Pour rendre les montants comparables, la base de calcul est fixée à 110 m², en zone H2b : après un bouquet complet, la consommation recule d'environ 13 600 kWh par an, soit près de 1 460 € au tarif de référence. Côté financement, l'assiette est plafonnée à 40 000 € HT dès trois classes gagnées, l'aide ANAH s'échelonne de 4 000 € à 32 000 € selon le revenu fiscal de référence, et l'accompagnement obligatoire est pris en charge jusqu'à 2 000 €.
Le solde après aides s'étale : sur le cas type à Nozay, le reste à charge d'un ménage très modeste ressort à 6 000 € après aide ANAH et prise en charge de l'accompagnement. Étalé sur quinze ans en éco-prêt à taux zéro, cela représente de l'ordre de 35 € par mois, à comparer aux 1 460 € d'économie annuelle attendue sur la facture d'énergie.

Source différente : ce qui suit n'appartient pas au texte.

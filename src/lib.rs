//! Smart garden controller and dashboard library.
//!
//! Exposes the pure-logic modules and the adapters used by the two
//! binaries (`garden-controller`, `garden-dashboard`) so integration tests
//! can drive the same code paths with mock ports.

#![deny(unused_must_use)]

pub mod adapters;
pub mod app;
pub mod classifier;
pub mod config;
pub mod error;
pub mod fsm;
pub mod handoff;
pub mod telemetry;
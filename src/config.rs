//! System configuration parameters
//!
//! All tunable parameters for both smart garden processes.
//! Values can be overridden by a JSON file loaded through the
//! [`ConfigPort`](crate::app::ports::ConfigPort).

use serde::{Deserialize, Serialize};

use crate::error::ConfigError;

/// Maximum number of readings kept in the dashboard history.
pub const TELEMETRY_LOG_CAP: usize = 100;

/// Core system configuration
#[derive(Debug, Clone, PartialEq, Serialize, Deserialize)]
#[serde(default)]
pub struct SystemConfig {
    // --- Broker ---
    /// MQTT broker hostname
    pub broker_host: String,
    /// MQTT broker TCP port
    pub broker_port: u16,
    /// MQTT keep-alive interval (seconds)
    pub keep_alive_secs: u64,
    /// Client id used by the automatic controller
    pub controller_client_id: String,
    /// Client id used by the dashboard
    pub dashboard_client_id: String,

    // --- Topics ---
    /// Sensor node -> world telemetry topic
    pub data_topic: String,
    /// Retained command topic
    pub control_topic: String,

    // --- Controller ---
    /// Path to the classifier artifact
    pub model_path: String,
    /// Minimum dwell between published transitions (seconds, inclusive)
    pub dwell_secs: u64,

    // --- Dashboard ---
    /// Drain/render tick period (milliseconds)
    pub refresh_interval_ms: u64,

    // --- Reconnect ---
    /// First reconnect delay after losing the broker (milliseconds)
    pub reconnect_initial_ms: u64,
    /// Upper bound for the doubling reconnect delay (milliseconds)
    pub reconnect_max_ms: u64,
}

impl Default for SystemConfig {
    fn default() -> Self {
        Self {
            // Broker
            broker_host: "broker.hivemq.com".to_string(),
            broker_port: 1883,
            keep_alive_secs: 60,
            controller_client_id: "smartgarden-controller".to_string(),
            dashboard_client_id: "smartgarden-dashboard".to_string(),

            // Topics
            data_topic: "iot/sensor/tralalilo_trolia/data".to_string(),
            control_topic: "iot/sensor/tralalilo_trolia/control".to_string(),

            // Controller
            model_path: "models/smart_garden_model.json".to_string(),
            dwell_secs: 2,

            // Dashboard
            refresh_interval_ms: 2000,

            // Reconnect
            reconnect_initial_ms: 500,
            reconnect_max_ms: 30_000,
        }
    }
}

impl SystemConfig {
    /// Reject values that would make either process misbehave.
    pub fn validate(&self) -> Result<(), ConfigError> {
        if self.broker_host.trim().is_empty() {
            return Err(ConfigError::ValidationFailed("broker_host is empty"));
        }
        if self.broker_port == 0 {
            return Err(ConfigError::ValidationFailed("broker_port must be non-zero"));
        }
        if self.keep_alive_secs == 0 {
            return Err(ConfigError::ValidationFailed("keep_alive_secs must be non-zero"));
        }
        if self.data_topic.is_empty() || self.control_topic.is_empty() {
            return Err(ConfigError::ValidationFailed("topics must not be empty"));
        }
        if self.data_topic == self.control_topic {
            return Err(ConfigError::ValidationFailed(
                "data_topic and control_topic must differ",
            ));
        }
        if self.controller_client_id == self.dashboard_client_id {
            return Err(ConfigError::ValidationFailed("client ids must differ"));
        }
        if self.refresh_interval_ms == 0 {
            return Err(ConfigError::ValidationFailed(
                "refresh_interval_ms must be non-zero",
            ));
        }
        if self.reconnect_initial_ms == 0 || self.reconnect_initial_ms > self.reconnect_max_ms {
            return Err(ConfigError::ValidationFailed(
                "reconnect_initial_ms must be in 1..=reconnect_max_ms",
            ));
        }
        Ok(())
    }
}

Vérifiez la ligne de TVA du devis à Nozay : 5,5 % pour un scénario de gain de classes, de deux à quatre sur un logement de plus de deux ans, soit 3 441 € sur un montant de 66 000 € TTC. Le taux réduit s'applique aussi à la main-d'œuvre et aux matériaux fournis par l'entreprise.
Côté performance, un scénario de gain de classes, de deux à quatre pèse pour 30 à 70 % de la consommation totale. Sur la base conventionnelle appliquée à Nozay en zone H2b, cela représente entre 7 418 et 17 309 kWh évités par an, soit 797 € à 1 859 € de facture en moins au tarif de référence 2026.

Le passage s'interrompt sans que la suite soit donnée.